_Dataset records_

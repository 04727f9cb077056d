use serde::{Deserialize, Serialize};
use std::fmt;
use std::net::IpAddr;

/// The location part of a [`NodeAddress`].
#[derive(
  Clone, Debug, Deserialize, Eq, Hash, PartialEq, Ord, PartialOrd, Serialize,
)]
pub enum Host {
  /// A name to be resolved by the transport.
  DNS(String),
  /// A literal address, no resolution needed.
  IP(IpAddr),
}

/// Identifies one worker process: where to reach it and which logical
/// cluster it serves. Immutable once discovered; the membership set changes
/// over time, individual addresses do not.
///
/// The derive set keeps addresses ordered and hashable, so membership
/// snapshots sort deterministically and ring placement is stable.
#[derive(
  Clone, Debug, Deserialize, Eq, Hash, PartialEq, Ord, PartialOrd, Serialize,
)]
pub struct NodeAddress {
  /// Where the node's RPC endpoint lives.
  pub host: Host,
  /// The endpoint's port.
  pub port: u16,
  /// The logical cluster name this node serves under.
  pub cluster: String,
}
impl NodeAddress {
  /// A new address in `cluster`.
  pub fn new(host: Host, port: u16, cluster: String) -> NodeAddress {
    NodeAddress {
      host: host,
      port: port,
      cluster: cluster,
    }
  }

  /// The `host:port` form used as a node id in status rows and blob keys.
  pub fn host_port(&self) -> String {
    match &self.host {
      Host::DNS(s) => format!("{}:{}", s, self.port),
      Host::IP(ip) => format!("{}:{}", ip, self.port),
    }
  }
}
impl fmt::Display for NodeAddress {
  fn fmt(&self, f: &mut fmt::Formatter<'_>) -> fmt::Result {
    write!(f, "{}/{}", self.cluster, self.host_port())
  }
}

#[test]
fn test_address_ordering() {
  let mk = |port| {
    NodeAddress::new(Host::DNS("localhost".to_string()), port, "a".to_string())
  };
  let mut v = vec![mk(5003), mk(5001), mk(5002)];
  v.sort();
  let ports = v.iter().map(|a| a.port).collect::<Vec<_>>();
  assert_eq!(ports, vec![5001, 5002, 5003]);
  assert_eq!(v[0].host_port(), "localhost:5001");
}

_Task item_
The full listing needs to be output again, exactly as it reads.

_Result_
repository 04727f9cb077056d
use serde::{Deserialize, Serialize};
use std::fmt;
use std::net::IpAddr;

/// The location part of a [`NodeAddress`].
#[derive(
  Clone, Debug, Deserialize, Eq, Hash, PartialEq, Ord, PartialOrd, Serialize,
)]
pub enum Host {
  /// A name to be resolved by the transport.
  DNS(String),
  /// A literal address, no resolution needed.
  IP(IpAddr),
}

/// Identifies one worker process: where to reach it and which logical
/// cluster it serves. Immutable once discovered; the membership set changes
/// over time, individual addresses do not.
///
/// The derive set keeps addresses ordered and hashable, so membership
/// snapshots sort deterministically and ring placement is stable.
#[derive(
  Clone, Debug, Deserialize, Eq, Hash, PartialEq, Ord, PartialOrd, Serialize,
)]
pub struct NodeAddress {
  /// Where the node's RPC endpoint lives.
  pub host: Host,
  /// The endpoint's port.
  pub port: u16,
  /// The logical cluster name this node serves under.
  pub cluster: String,
}
impl NodeAddress {
  /// A new address in `cluster`.
  pub fn new(host: Host, port: u16, cluster: String) -> NodeAddress {
    NodeAddress {
      host: host,
      port: port,
      cluster: cluster,
    }
  }

  /// The `host:port` form used as a node id in status rows and blob keys.
  pub fn host_port(&self) -> String {
    match &self.host {
      Host::DNS(s) => format!("{}:{}", s, self.port),
      Host::IP(ip) => format!("{}:{}", ip, self.port),
    }
  }
}
impl fmt::Display for NodeAddress {
  fn fmt(&self, f: &mut fmt::Formatter<'_>) -> fmt::Result {
    write!(f, "{}/{}", self.cluster, self.host_port())
  }
}

#[test]
fn test_address_ordering() {
  let mk = |port| {
    NodeAddress::new(Host::DNS("localhost".to_string()), port, "a".to_string())
  };
  let mut v = vec![mk(5003), mk(5001), mk(5002)];
  v.sort();
  let ports = v.iter().map(|a| a.port).collect::<Vec<_>>();
  assert_eq!(ports, vec![5001, 5002, 5003]);
  assert_eq!(v[0].host_port(), "localhost:5001");
}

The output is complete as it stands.